▶ _Collected data_:

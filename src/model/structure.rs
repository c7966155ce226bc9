use std::collections::HashMap;

use super::residue::{Residue, ResidueId};

/// Immutable residue table of one loaded structure.
///
/// Residues keep their load order, which also defines the chain-concatenated
/// one-letter sequence scanned for motifs. Each sequence byte offset maps to
/// the residue at the same index.
#[derive(Debug, Clone, Default)]
pub struct Structure {
    residues: Vec<Residue>,
    index: HashMap<ResidueId, usize>,
    sequence: String,
    chains: Vec<char>,
}

impl Structure {
    /// Builds the store from residues in load order.
    ///
    /// A residue whose `(chain, number)` was already seen is dropped; the
    /// first occurrence wins. Amino-acid letters that are not ASCII letters
    /// are stored as `X`.
    pub fn new(residues: impl IntoIterator<Item = Residue>) -> Self {
        let mut store = Self::default();

        for mut residue in residues {
            if store.index.contains_key(&residue.id) {
                tracing::warn!(residue = %residue.id, "duplicate residue record skipped");
                continue;
            }
            if !residue.amino_acid.is_ascii_alphabetic() {
                residue.amino_acid = 'X';
            }
            if !store.chains.contains(&residue.id.chain) {
                store.chains.push(residue.id.chain);
            }
            store.index.insert(residue.id, store.residues.len());
            store.sequence.push(residue.amino_acid);
            store.residues.push(residue);
        }

        store
    }

    #[inline]
    pub fn len(&self) -> usize {
        self.residues.len()
    }

    #[inline]
    pub fn is_empty(&self) -> bool {
        self.residues.is_empty()
    }

    #[inline]
    pub fn residues(&self) -> &[Residue] {
        &self.residues
    }

    /// Residue stored at `idx` (load order, equal to the sequence offset).
    #[inline]
    pub fn residue_at(&self, idx: usize) -> Option<&Residue> {
        self.residues.get(idx)
    }

    pub fn residue(&self, id: &ResidueId) -> Option<&Residue> {
        self.index.get(id).map(|&i| &self.residues[i])
    }

    pub fn index_of(&self, id: &ResidueId) -> Option<usize> {
        self.index.get(id).copied()
    }

    #[inline]
    pub fn position(&self, idx: usize) -> [f64; 3] {
        self.residues[idx].position
    }

    #[inline]
    pub fn number(&self, idx: usize) -> i32 {
        self.residues[idx].id.number
    }

    /// Chain-concatenated one-letter sequence in load order.
    #[inline]
    pub fn sequence(&self) -> &str {
        &self.sequence
    }

    /// Chain identifiers in first-seen order.
    #[inline]
    pub fn chains(&self) -> &[char] {
        &self.chains
    }

    /// Indices of the residues of `chain`, sorted by residue number.
    pub fn chain_residues(&self, chain: char) -> Vec<usize> {
        let mut indices: Vec<usize> = self
            .residues
            .iter()
            .enumerate()
            .filter(|(_, r)| r.id.chain == chain)
            .map(|(i, _)| i)
            .collect();
        indices.sort_by_key(|&i| self.residues[i].id.number);
        indices
    }

    /// Returns a copy of the store with every Cα position mapped through `f`.
    pub fn transformed(&self, f: impl Fn([f64; 3]) -> [f64; 3]) -> Self {
        let mut copy = self.clone();
        for residue in &mut copy.residues {
            residue.position = f(residue.position);
        }
        copy
    }
}
pub mod text;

▶ _Task details_:
What lines above hold the word "stored"? List them all.

▶ _Solution_:
    /// are stored as `X`.
    /// Residue stored at `idx` (load order, equal to the sequence offset).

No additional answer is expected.